Each installment of The Friendship Files features a conversation between The Atlantic’s Julie Beck and two or more friends, exploring the history and significance of their relationship.
This week she talks with a group of friends about the holiday season more than 30 years ago when they bought a bunch of Christmas trees in New Hampshire and drove them down to New York City, thinking they could join the vibrant street-corner tree market and turn a tidy profit. Things didn’t go quite as planned, but the adventure bonded them for life. Patty and Todd, and Donna and Tom, who were dating at the time, have since married, and all the friends enjoy reminiscing about their scheme, and arguing about exactly what happened.
The Friends:
Patty Adams, 56, a publishing director who lives in Beverly, Massachusetts
Brad Anderson, 58, who owns a surfboard company and lives in York, Maine
Kevin Baker, 61, a writer who lives in New York City
Todd Balf, 58, a writer who lives in Beverly, Massachusetts
Tom Balf, 61, an environmental consultant who lives in Gloucester, Massachusetts
Jack Hitt, 62, a writer who lives in New Haven, Connecticut
Donna Heaney, 57, a veterinarian who lives in Gloucester, Massachusetts
This interview has been edited and condensed for clarity.
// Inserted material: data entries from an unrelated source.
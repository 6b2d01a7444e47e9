//! Admission arbiter — the acquire protocol over the capacity ledger.
//!
//! `acquire` is a suspendable async operation: it may sleep between capacity
//! re-checks but never blocks other callers. Requests that can never fit
//! (a single dimension above its configured ceiling) are rejected without
//! polling; transient shortages are retried until success, deadline, or
//! cancellation.
//!
//! No FIFO fairness is guaranteed between waiters: each retries on its own
//! cadence, and whichever attempt lands first after a release wins.

use std::cmp;
use std::sync::Arc;
use std::time::Duration;

use metrics::{counter, histogram};
use tokio::time::Instant;
use tokio_util::sync::CancellationToken;
use tracing::{debug, info, instrument, warn};
use warden_core::{Dimension, Provenance, ResourceBundle};
use warden_settings::AdmissionSettings;

use crate::errors::AdmissionError;
use crate::lease::Lease;
use crate::ledger::{CapacityLedger, CapacityShortage, RuntimeLimits};
use crate::metrics::{ADMISSION_DECISIONS_TOTAL, ADMISSION_WAIT_SECONDS};
use crate::snapshot::AdmissionSnapshot;

/// A caller's request to start one orchestration.
#[derive(Clone, Debug)]
pub struct DispatchRequest {
    /// Tool/operation identifier, used for logging and diagnostics only.
    pub tool: String,
    /// Additional resource amounts needed per dimension.
    pub bundle: ResourceBundle,
    /// How the dispatch was triggered.
    pub provenance: Provenance,
    /// Maximum wait for capacity. Zero means no waiting: fail fast on the
    /// first shortage.
    pub max_wait_ms: u64,
    /// Interval between capacity re-checks while waiting. Must be positive.
    pub poll_interval_ms: u64,
}

impl DispatchRequest {
    /// Create a fail-fast request (no waiting) with manual provenance.
    pub fn new(tool: impl Into<String>, bundle: ResourceBundle) -> Self {
        Self {
            tool: tool.into(),
            bundle,
            provenance: Provenance::Manual,
            max_wait_ms: 0,
            poll_interval_ms: AdmissionSettings::default().default_poll_interval_ms,
        }
    }

    /// Apply the configured wait defaults (max wait and poll interval).
    pub fn with_defaults_from(mut self, settings: &AdmissionSettings) -> Self {
        self.max_wait_ms = settings.default_max_wait_ms;
        self.poll_interval_ms = settings.default_poll_interval_ms;
        self
    }

    /// Set the provenance tag.
    pub fn with_provenance(mut self, provenance: Provenance) -> Self {
        self.provenance = provenance;
        self
    }

    /// Set the maximum wait in milliseconds.
    pub fn with_max_wait_ms(mut self, max_wait_ms: u64) -> Self {
        self.max_wait_ms = max_wait_ms;
        self
    }

    /// Set the poll interval in milliseconds.
    pub fn with_poll_interval_ms(mut self, poll_interval_ms: u64) -> Self {
        self.poll_interval_ms = poll_interval_ms;
        self
    }
}

/// Outcome of an admission attempt.
///
/// Capacity conditions are always reported through this shape, never as
/// errors: `timed_out` is true only when the deadline elapsed while
/// capacity was transiently unavailable, and `reasons` is non-empty exactly
/// when admission was denied.
#[derive(Debug)]
pub struct Permit {
    /// Whether admission was granted.
    pub allowed: bool,
    /// The granted lease; present iff `allowed`.
    pub lease: Option<Lease>,
    /// True only when the deadline elapsed during a transient shortage.
    pub timed_out: bool,
    /// Ordered rejection/explanation codes; empty iff `allowed`.
    pub reasons: Vec<String>,
}

impl Permit {
    fn granted(lease: Lease) -> Self {
        Self {
            allowed: true,
            lease: Some(lease),
            timed_out: false,
            reasons: Vec::new(),
        }
    }

    fn denied(reasons: Vec<String>) -> Self {
        Self {
            allowed: false,
            lease: None,
            timed_out: false,
            reasons,
        }
    }

    fn timeout(reasons: Vec<String>) -> Self {
        Self {
            allowed: false,
            lease: None,
            timed_out: true,
            reasons,
        }
    }

    /// Consume the permit, returning the lease if admission was granted.
    pub fn into_lease(self) -> Option<Lease> {
        self.lease
    }
}

/// Coordinates admission across many concurrent callers.
///
/// Holds the capacity ledger behind an `Arc` so granted leases can free
/// their slots independently of the arbiter's lifetime.
#[derive(Debug)]
pub struct AdmissionArbiter {
    ledger: Arc<CapacityLedger>,
}

impl AdmissionArbiter {
    /// Create an arbiter with a fresh ledger.
    pub fn new(limits: RuntimeLimits) -> Self {
        Self {
            ledger: Arc::new(CapacityLedger::new(limits)),
        }
    }

    /// Create an arbiter over an existing ledger (dependency injection).
    pub fn with_ledger(ledger: Arc<CapacityLedger>) -> Self {
        Self { ledger }
    }

    /// The underlying ledger.
    pub fn ledger(&self) -> &Arc<CapacityLedger> {
        &self.ledger
    }

    /// Read-only view of current usage and limits.
    pub fn snapshot(&self) -> AdmissionSnapshot {
        self.ledger.snapshot()
    }

    /// Clear the ledger to zero between isolated test runs.
    #[cfg(any(test, feature = "test-support"))]
    pub fn reset_transient_state(&self) {
        self.ledger.reset();
    }

    /// Acquire a permit, waiting up to the request's deadline for capacity.
    ///
    /// Never blocks other callers; suspension happens only between poll
    /// attempts. The only error is a contract violation in the request —
    /// every capacity outcome is reported through the returned [`Permit`].
    pub async fn acquire(&self, request: &DispatchRequest) -> Result<Permit, AdmissionError> {
        self.acquire_with_cancellation(request, &CancellationToken::new())
            .await
    }

    /// [`acquire`](Self::acquire), aborting the wait when `cancel` fires.
    ///
    /// Cancellation terminates the poll loop promptly and returns a
    /// non-timed-out denial; no reservation is taken on that path.
    #[instrument(
        skip(self, request, cancel),
        fields(tool = %request.tool, provenance = %request.provenance)
    )]
    pub async fn acquire_with_cancellation(
        &self,
        request: &DispatchRequest,
        cancel: &CancellationToken,
    ) -> Result<Permit, AdmissionError> {
        if request.poll_interval_ms == 0 {
            return Err(AdmissionError::InvalidRequest(
                "poll_interval_ms must be positive".into(),
            ));
        }

        // Fast-reject: a request no amount of waiting can ever satisfy.
        let limits = self.ledger.limits();
        let permanent: Vec<Dimension> = Dimension::ALL
            .into_iter()
            .filter(|d| request.bundle.amount(*d) > limits.limit(*d))
            .collect();
        if !permanent.is_empty() {
            counter!(ADMISSION_DECISIONS_TOTAL, "outcome" => "rejected").increment(1);
            warn!(reasons = permanent.len(), "admission permanently rejected");
            return Ok(Permit::denied(permanent_reasons(
                &request.bundle,
                limits,
                &permanent,
            )));
        }

        let max_wait = Duration::from_millis(request.max_wait_ms);
        let poll_interval = Duration::from_millis(request.poll_interval_ms);
        let start = Instant::now();
        let deadline = start + max_wait;

        loop {
            match self.ledger.try_reserve(&request.bundle) {
                Ok(token) => {
                    let lease = Lease::new(token, Arc::clone(&self.ledger));
                    counter!(ADMISSION_DECISIONS_TOTAL, "outcome" => "granted").increment(1);
                    histogram!(ADMISSION_WAIT_SECONDS).record(start.elapsed().as_secs_f64());
                    info!(lease_id = %lease.id(), "admission granted");
                    return Ok(Permit::granted(lease));
                }
                Err(shortage) => {
                    if max_wait.is_zero() {
                        counter!(ADMISSION_DECISIONS_TOTAL, "outcome" => "fail_fast").increment(1);
                        debug!(%shortage, "admission denied without waiting");
                        return Ok(Permit::denied(shortage_reasons(&shortage)));
                    }

                    let now = Instant::now();
                    if now >= deadline {
                        counter!(ADMISSION_DECISIONS_TOTAL, "outcome" => "timeout").increment(1);
                        warn!(waited_ms = request.max_wait_ms, %shortage, "admission timed out");
                        let mut reasons = vec![format!(
                            "timed out after {}ms waiting for capacity",
                            request.max_wait_ms
                        )];
                        reasons.extend(shortage_reasons(&shortage));
                        return Ok(Permit::timeout(reasons));
                    }

                    // Re-check at the next poll tick, but never past the
                    // deadline; a cancelled caller stops polling without
                    // touching the ledger.
                    let next_check = cmp::min(now + poll_interval, deadline);
                    tokio::select! {
                        () = cancel.cancelled() => {
                            counter!(ADMISSION_DECISIONS_TOTAL, "outcome" => "cancelled")
                                .increment(1);
                            debug!("admission wait cancelled");
                            return Ok(Permit::denied(vec![
                                "wait cancelled before capacity became available".to_string(),
                            ]));
                        }
                        () = tokio::time::sleep_until(next_check) => {}
                    }
                }
            }
        }
    }
}

fn permanent_reasons(
    bundle: &ResourceBundle,
    limits: RuntimeLimits,
    dimensions: &[Dimension],
) -> Vec<String> {
    dimensions
        .iter()
        .map(|d| {
            format!(
                "{d}: requested {} permanently exceeds limit {}",
                bundle.amount(*d),
                limits.limit(*d)
            )
        })
        .collect()
}

fn shortage_reasons(shortage: &CapacityShortage) -> Vec<String> {
    shortage
        .dimensions
        .iter()
        .map(|d| format!("{d}: transient capacity shortage"))
        .collect()
}
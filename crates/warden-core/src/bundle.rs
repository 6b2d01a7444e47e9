//! Resource dimensions and per-orchestration bundles.

use std::fmt;

use serde::{Deserialize, Serialize};

/// One tracked resource axis.
///
/// Every ledger counter, limit, and bundle amount is keyed by a dimension.
#[derive(Clone, Copy, Debug, PartialEq, Eq, Hash, Serialize, Deserialize)]
#[serde(rename_all = "snake_case")]
pub enum Dimension {
    /// Total active orchestrations (outstanding request slots).
    Requests,
    /// Concurrent model-invocation slots.
    ModelInvocations,
}

impl Dimension {
    /// All dimensions, in ledger evaluation order.
    pub const ALL: [Dimension; 2] = [Dimension::Requests, Dimension::ModelInvocations];

    /// Stable name used in reasons, logs, and metric labels.
    pub fn as_str(self) -> &'static str {
        match self {
            Self::Requests => "requests",
            Self::ModelInvocations => "model_invocations",
        }
    }
}

impl fmt::Display for Dimension {
    fn fmt(&self, f: &mut fmt::Formatter<'_>) -> fmt::Result {
        f.write_str(self.as_str())
    }
}

/// Per-dimension amounts one orchestration requests or holds.
///
/// Amounts are `u32`, so negative requests are unrepresentable. A bundle
/// with all amounts zero is valid and trivially admissible.
#[derive(Clone, Copy, Debug, Default, PartialEq, Eq, Serialize, Deserialize)]
#[serde(rename_all = "camelCase", default)]
pub struct ResourceBundle {
    /// Additional request slots needed.
    pub requests: u32,
    /// Additional model-invocation slots needed.
    pub model_invocations: u32,
}

impl ResourceBundle {
    /// Create a bundle with explicit per-dimension amounts.
    pub fn new(requests: u32, model_invocations: u32) -> Self {
        Self {
            requests,
            model_invocations,
        }
    }

    /// Amount requested for a single dimension.
    pub fn amount(&self, dimension: Dimension) -> u32 {
        match dimension {
            Dimension::Requests => self.requests,
            Dimension::ModelInvocations => self.model_invocations,
        }
    }

    /// Whether every amount is zero.
    pub fn is_empty(&self) -> bool {
        Dimension::ALL.iter().all(|d| self.amount(*d) == 0)
    }
}
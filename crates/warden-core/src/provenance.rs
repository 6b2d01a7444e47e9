//! Dispatch provenance.

use std::fmt;

use serde::{Deserialize, Serialize};

/// How a dispatch request was triggered.
#[derive(Clone, Copy, Debug, PartialEq, Eq, Serialize, Deserialize)]
#[serde(rename_all = "snake_case")]
pub enum Provenance {
    /// Triggered directly by a user action.
    Manual,
    /// Triggered by a scheduler or recurring job.
    Scheduled,
}

impl fmt::Display for Provenance {
    fn fmt(&self, f: &mut fmt::Formatter<'_>) -> fmt::Result {
        match self {
            Self::Manual => write!(f, "manual"),
            Self::Scheduled => write!(f, "scheduled"),
        }
    }
}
Julie Beck: Let’s set the scene. It was Christmastime on the East Coast. What year was it? Whose idea was it to try to sell Christmas trees?
Todd Balf: I guess it was my idea. It was ’84, I think, and I had only been living in New York for about a year [with Kevin]. I noticed that Christmas trees were very expensive in the city. At the time, I was making about $13,000 [a year] as a fact-checker and eating generic spaghetti to get by. I was thinking that [by] selling trees in New York … we could make a windfall. I have these ideas, and then the details aren’t so well thought-out. But I communicated the idea first to Tom, who was living in Durham, at the University of New Hampshire. He was in a master’s program. It was about two weeks before Christmas.